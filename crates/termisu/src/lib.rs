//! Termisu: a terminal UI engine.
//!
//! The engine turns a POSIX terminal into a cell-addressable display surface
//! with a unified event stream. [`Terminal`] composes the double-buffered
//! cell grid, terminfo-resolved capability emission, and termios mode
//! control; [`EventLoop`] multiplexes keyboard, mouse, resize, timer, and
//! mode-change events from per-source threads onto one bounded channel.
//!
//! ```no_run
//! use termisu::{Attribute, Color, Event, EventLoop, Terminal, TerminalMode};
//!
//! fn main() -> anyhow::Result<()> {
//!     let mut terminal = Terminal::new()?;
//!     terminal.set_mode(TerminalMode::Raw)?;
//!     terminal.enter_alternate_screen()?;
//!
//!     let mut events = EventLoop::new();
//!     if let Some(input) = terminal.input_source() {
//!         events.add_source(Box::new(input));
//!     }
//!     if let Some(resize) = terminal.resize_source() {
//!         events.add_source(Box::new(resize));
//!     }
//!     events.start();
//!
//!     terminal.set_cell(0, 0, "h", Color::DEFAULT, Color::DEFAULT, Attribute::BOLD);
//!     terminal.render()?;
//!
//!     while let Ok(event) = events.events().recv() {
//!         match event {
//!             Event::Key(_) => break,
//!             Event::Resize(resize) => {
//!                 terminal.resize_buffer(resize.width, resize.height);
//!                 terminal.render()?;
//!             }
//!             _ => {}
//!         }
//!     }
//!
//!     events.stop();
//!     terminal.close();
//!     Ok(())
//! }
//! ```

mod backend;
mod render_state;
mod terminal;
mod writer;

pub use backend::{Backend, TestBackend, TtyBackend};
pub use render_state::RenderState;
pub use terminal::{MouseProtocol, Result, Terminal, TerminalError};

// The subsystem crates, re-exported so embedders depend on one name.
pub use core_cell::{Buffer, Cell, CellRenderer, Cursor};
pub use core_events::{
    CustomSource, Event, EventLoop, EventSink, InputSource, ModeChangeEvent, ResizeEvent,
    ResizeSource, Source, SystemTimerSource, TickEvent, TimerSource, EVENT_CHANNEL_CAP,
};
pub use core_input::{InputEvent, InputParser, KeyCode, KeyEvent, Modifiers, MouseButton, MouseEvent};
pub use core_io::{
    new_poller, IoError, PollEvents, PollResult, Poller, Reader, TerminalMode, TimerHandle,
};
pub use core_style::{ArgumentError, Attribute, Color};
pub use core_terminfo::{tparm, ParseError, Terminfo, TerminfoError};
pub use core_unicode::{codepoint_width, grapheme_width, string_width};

**Exercise directions**
A copy of each line in the data above that holds the string "TerminalMode" is needed.

**Completed task**
//! use termisu::{Attribute, Color, Event, EventLoop, Terminal, TerminalMode};
//!     terminal.set_mode(TerminalMode::Raw)?;
    new_poller, IoError, PollEvents, PollResult, Poller, Reader, TerminalMode, TimerHandle,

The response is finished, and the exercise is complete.